### Work instruction
Using the data below, work out how many of its lines contain "surprises", and give that number with nothing added.

Collected data entries
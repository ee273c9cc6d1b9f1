#![allow(dead_code)]

use chrono::NaiveDate;
use std::path::PathBuf;
use std::sync::Arc;
use std::sync::atomic::{AtomicU64, Ordering};
use stockbot::application::feature_engineering_service::TechnicalFeatureEngineeringService;
use stockbot::application::ml::cache_window::CacheWindow;
use stockbot::application::ml::snapshot_builder::SnapshotBuilder;
use stockbot::domain::market::earnings::EarningsEvents;
use stockbot::domain::market::series::{Candle, RawSeries};
use stockbot::domain::ml::feature_registry::ColumnKey;
use stockbot::domain::ml::model_config::ModelConfig;
use stockbot::domain::ml::normalizer::{DegeneratePolicy, ScalerParams};
use stockbot::domain::ml::snapshot::Snapshot;
use stockbot::infrastructure::mock::synthetic_bars;

pub const SYMBOL: &str = "AAPL";

pub fn start() -> NaiveDate {
    NaiveDate::from_ymd_opt(2023, 1, 2).unwrap()
}

pub fn bars(days: usize) -> Vec<Candle> {
    synthetic_bars(SYMBOL, start(), days, 2024)
}

/// Announcements on a few bar dates so the earnings column is exercised.
pub fn earnings(bars: &[Candle]) -> EarningsEvents {
    let (dates, surprises): (Vec<_>, Vec<_>) = [(5, 0.12), (33, -0.04), (61, 0.31)]
        .into_iter()
        .filter(|(i, _)| *i < bars.len())
        .map(|(i, surprise)| (bars[i].date, surprise))
        .unzip();
    EarningsEvents::from_pairs(&dates, &surprises).unwrap()
}

pub fn every_column() -> Vec<ColumnKey> {
    ColumnKey::all().collect()
}

pub fn model(columns: Vec<ColumnKey>, num_days: usize, end: NaiveDate) -> Arc<ModelConfig> {
    model_from(columns, num_days, start(), end)
}

pub fn model_from(
    columns: Vec<ColumnKey>,
    num_days: usize,
    start: NaiveDate,
    end: NaiveDate,
) -> Arc<ModelConfig> {
    Arc::new(ModelConfig::new(SYMBOL, columns, num_days, start, end).unwrap())
}

pub fn snapshot(bars: &[Candle], events: &EarningsEvents) -> Snapshot {
    let series = RawSeries::new(SYMBOL, bars.to_vec()).unwrap();
    SnapshotBuilder::new()
        .build(&series, Arc::new(events.clone()))
        .unwrap()
}

/// Scaler fitted over the whole history for `columns`.
pub fn scaler(
    bars: &[Candle],
    events: &EarningsEvents,
    columns: &[ColumnKey],
) -> Arc<ScalerParams> {
    let series = RawSeries::new(SYMBOL, bars.to_vec()).unwrap();
    let (matrix, _) = TechnicalFeatureEngineeringService::new(columns)
        .derive(&series, Arc::new(events.clone()))
        .unwrap();
    Arc::new(ScalerParams::fit(&matrix, DegeneratePolicy::Skip).unwrap())
}

fn same(a: f64, b: f64) -> bool {
    a.to_bits() == b.to_bits() || (a.is_nan() && b.is_nan())
}

pub fn assert_windows_identical(left: &CacheWindow, right: &CacheWindow) {
    assert_eq!(left.cursor(), right.cursor());
    assert_eq!(left.columns(), right.columns());
    assert_eq!(left.len(), right.len());
    for (a, b) in left.rows().zip(right.rows()) {
        assert_eq!(a.date, b.date);
        for (i, (x, y)) in a.values.iter().zip(&b.values).enumerate() {
            assert!(
                same(*x, *y),
                "{} differs on {}: {} vs {}",
                left.columns()[i],
                a.date,
                x,
                y
            );
        }
    }
}

static DIR_COUNTER: AtomicU64 = AtomicU64::new(0);

pub fn temp_dir(prefix: &str) -> PathBuf {
    let dir = std::env::temp_dir().join(format!(
        "stockbot-it-{}-{}-{}",
        prefix,
        std::process::id(),
        DIR_COUNTER.fetch_add(1, Ordering::SeqCst)
    ));
    std::fs::create_dir_all(&dir).unwrap();
    dir
}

### Solution to the exercise
2